=== Begin Enclosure ===

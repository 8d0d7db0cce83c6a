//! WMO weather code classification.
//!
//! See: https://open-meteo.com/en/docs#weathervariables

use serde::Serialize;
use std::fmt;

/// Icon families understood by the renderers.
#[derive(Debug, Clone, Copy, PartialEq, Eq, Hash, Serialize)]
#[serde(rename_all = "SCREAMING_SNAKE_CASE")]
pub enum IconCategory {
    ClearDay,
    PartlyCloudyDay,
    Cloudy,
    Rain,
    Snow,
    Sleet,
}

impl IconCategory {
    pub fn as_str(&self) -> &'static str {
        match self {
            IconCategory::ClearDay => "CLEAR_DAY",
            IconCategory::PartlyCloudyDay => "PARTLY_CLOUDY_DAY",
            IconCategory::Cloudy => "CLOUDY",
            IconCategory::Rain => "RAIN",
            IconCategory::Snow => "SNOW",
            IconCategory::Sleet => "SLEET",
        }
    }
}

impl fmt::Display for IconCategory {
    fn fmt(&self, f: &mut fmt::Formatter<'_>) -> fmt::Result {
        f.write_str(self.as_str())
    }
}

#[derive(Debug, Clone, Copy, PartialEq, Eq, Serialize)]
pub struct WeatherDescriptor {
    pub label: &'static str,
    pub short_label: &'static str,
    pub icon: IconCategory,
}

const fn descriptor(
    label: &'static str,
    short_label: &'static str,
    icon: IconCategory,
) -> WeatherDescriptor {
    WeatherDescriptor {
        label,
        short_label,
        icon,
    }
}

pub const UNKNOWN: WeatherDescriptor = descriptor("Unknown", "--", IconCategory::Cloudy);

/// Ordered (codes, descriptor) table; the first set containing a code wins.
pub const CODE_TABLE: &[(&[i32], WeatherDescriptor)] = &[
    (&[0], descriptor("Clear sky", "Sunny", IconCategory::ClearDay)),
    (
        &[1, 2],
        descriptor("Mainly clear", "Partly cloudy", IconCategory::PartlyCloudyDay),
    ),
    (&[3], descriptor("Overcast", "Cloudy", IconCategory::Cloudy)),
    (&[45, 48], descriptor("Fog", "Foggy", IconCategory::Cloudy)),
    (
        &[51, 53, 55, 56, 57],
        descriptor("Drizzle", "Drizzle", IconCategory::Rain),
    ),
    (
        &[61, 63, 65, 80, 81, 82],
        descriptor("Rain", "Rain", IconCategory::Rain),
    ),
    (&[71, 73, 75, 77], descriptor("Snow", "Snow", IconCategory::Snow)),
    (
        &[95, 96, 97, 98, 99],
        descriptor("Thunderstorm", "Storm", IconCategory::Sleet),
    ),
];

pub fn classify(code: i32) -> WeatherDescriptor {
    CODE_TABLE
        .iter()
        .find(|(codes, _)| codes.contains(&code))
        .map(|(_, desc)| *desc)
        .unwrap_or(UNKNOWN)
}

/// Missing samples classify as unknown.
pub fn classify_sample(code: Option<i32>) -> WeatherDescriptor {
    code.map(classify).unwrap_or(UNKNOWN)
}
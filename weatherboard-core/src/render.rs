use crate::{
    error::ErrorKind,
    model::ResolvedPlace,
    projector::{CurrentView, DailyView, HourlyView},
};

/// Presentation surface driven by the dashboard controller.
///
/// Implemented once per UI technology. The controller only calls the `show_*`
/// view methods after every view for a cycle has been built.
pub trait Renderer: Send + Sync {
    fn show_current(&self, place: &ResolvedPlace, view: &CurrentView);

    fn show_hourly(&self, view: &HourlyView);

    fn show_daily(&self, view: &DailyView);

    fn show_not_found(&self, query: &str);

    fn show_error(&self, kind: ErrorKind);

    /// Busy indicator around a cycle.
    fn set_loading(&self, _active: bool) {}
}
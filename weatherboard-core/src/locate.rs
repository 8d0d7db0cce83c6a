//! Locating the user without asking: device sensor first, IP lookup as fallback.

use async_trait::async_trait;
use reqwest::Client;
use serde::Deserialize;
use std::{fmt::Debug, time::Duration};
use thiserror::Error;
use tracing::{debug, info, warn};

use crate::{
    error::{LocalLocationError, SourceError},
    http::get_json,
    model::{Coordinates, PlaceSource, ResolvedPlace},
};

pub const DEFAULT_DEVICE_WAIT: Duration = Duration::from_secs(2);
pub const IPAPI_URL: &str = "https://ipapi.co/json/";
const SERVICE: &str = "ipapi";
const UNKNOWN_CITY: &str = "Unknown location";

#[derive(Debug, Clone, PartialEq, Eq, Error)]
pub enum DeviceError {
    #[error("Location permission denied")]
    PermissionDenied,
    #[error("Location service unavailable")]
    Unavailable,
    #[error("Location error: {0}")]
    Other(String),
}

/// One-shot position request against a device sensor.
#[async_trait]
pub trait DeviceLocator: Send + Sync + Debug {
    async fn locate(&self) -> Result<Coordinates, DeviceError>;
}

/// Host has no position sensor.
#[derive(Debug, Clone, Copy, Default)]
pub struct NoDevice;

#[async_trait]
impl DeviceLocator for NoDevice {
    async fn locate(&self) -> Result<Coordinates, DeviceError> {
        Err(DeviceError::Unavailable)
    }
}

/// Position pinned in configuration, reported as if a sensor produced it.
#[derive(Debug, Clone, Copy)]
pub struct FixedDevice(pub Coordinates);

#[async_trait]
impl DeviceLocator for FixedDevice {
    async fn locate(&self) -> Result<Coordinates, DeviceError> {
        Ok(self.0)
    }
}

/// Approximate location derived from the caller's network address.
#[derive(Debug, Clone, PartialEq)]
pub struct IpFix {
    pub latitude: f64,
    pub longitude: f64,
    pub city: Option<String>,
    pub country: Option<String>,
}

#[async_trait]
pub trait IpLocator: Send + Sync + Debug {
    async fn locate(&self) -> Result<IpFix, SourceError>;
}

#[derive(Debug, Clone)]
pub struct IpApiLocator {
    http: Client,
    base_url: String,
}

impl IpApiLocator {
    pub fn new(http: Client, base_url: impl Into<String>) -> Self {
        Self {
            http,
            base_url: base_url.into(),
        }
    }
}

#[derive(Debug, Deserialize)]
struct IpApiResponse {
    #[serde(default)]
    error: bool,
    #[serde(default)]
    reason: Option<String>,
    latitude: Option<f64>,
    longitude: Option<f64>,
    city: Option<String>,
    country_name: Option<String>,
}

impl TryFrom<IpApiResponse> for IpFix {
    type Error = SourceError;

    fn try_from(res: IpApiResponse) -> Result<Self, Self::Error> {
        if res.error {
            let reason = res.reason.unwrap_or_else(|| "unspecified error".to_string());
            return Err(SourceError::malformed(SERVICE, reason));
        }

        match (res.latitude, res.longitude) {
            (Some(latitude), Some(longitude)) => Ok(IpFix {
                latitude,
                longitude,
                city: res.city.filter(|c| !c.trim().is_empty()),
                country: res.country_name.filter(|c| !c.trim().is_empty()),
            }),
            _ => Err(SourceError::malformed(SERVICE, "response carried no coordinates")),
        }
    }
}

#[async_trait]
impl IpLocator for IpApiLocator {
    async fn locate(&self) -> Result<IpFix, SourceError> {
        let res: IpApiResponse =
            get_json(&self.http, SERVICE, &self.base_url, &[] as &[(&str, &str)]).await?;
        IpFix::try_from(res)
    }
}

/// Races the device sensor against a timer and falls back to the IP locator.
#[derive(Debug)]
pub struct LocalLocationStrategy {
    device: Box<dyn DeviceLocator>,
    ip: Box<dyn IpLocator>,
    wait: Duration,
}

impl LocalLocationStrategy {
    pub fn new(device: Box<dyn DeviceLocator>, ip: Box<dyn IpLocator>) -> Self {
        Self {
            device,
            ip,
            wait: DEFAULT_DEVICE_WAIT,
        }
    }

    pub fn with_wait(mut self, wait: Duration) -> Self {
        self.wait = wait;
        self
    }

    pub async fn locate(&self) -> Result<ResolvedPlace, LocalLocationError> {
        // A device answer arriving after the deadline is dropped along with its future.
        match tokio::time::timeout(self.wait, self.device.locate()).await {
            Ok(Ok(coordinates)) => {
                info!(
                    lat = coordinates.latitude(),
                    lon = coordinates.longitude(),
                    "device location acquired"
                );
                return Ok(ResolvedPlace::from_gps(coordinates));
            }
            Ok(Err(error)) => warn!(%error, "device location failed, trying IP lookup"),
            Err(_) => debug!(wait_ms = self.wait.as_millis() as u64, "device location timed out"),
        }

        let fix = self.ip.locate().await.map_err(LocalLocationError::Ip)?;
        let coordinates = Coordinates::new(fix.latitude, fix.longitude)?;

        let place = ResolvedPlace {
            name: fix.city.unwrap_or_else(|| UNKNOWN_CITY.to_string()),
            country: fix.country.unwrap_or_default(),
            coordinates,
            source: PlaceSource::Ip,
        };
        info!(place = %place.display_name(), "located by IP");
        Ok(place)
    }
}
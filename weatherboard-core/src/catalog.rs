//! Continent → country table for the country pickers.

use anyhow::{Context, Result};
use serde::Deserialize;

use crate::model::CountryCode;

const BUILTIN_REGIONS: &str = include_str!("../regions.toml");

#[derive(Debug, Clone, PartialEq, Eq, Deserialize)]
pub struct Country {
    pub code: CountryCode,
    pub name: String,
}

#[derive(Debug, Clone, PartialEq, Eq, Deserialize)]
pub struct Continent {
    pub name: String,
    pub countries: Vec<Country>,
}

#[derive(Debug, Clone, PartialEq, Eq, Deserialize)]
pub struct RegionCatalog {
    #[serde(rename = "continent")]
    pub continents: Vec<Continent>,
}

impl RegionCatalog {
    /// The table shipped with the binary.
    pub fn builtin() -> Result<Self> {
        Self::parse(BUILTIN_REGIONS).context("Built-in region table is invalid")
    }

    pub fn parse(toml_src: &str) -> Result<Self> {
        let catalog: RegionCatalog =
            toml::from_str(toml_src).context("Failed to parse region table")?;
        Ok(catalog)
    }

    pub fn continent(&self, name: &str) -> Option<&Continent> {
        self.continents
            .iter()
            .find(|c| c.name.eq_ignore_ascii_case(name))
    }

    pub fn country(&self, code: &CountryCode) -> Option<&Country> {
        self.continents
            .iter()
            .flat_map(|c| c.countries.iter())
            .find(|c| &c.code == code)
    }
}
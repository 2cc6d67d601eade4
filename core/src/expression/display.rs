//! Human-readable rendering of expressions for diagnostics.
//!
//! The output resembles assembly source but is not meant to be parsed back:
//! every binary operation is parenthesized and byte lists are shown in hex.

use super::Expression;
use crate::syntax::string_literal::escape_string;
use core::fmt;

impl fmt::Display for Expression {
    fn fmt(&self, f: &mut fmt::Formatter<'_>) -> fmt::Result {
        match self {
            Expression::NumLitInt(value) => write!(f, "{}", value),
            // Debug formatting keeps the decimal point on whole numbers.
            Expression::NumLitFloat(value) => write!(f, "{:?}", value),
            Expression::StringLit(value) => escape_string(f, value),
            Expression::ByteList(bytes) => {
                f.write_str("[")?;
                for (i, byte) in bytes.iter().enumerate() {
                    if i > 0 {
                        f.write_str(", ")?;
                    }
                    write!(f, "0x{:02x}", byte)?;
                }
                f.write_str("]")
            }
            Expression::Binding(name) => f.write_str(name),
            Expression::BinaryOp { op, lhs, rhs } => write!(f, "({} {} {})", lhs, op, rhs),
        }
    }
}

=== End Enclosure ===
=== Begin Enclosure ===

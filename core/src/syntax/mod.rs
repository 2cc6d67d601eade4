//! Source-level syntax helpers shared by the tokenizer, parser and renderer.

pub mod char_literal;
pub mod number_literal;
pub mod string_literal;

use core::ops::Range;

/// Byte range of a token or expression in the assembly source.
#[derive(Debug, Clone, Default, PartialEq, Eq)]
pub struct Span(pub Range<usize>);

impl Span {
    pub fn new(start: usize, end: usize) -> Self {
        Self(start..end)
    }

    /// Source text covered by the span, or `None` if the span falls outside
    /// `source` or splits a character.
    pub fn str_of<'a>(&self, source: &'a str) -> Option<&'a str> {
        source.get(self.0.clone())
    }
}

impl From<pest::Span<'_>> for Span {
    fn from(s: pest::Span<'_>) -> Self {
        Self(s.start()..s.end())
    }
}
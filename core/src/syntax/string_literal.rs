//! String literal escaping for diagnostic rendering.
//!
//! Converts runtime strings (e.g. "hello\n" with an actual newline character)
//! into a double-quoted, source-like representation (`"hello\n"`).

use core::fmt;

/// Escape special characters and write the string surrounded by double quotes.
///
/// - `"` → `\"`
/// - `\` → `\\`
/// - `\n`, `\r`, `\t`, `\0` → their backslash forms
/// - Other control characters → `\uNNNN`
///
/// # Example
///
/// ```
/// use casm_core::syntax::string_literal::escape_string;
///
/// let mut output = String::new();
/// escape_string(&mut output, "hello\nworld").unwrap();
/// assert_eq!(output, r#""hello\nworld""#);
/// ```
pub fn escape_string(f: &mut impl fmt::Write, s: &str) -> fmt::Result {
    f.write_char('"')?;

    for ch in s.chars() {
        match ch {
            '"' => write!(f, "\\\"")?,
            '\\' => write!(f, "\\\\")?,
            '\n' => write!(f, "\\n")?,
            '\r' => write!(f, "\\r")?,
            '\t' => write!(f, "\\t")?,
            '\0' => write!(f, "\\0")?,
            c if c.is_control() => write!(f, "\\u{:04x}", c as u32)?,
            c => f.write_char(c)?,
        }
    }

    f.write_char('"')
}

=== End Enclosure ===

| EXERCISE DESCRIPTION |
When a line in the material above holds the word "ErrorKind", count it; report only the total.

| RESULT OF THE EXERCISE |
2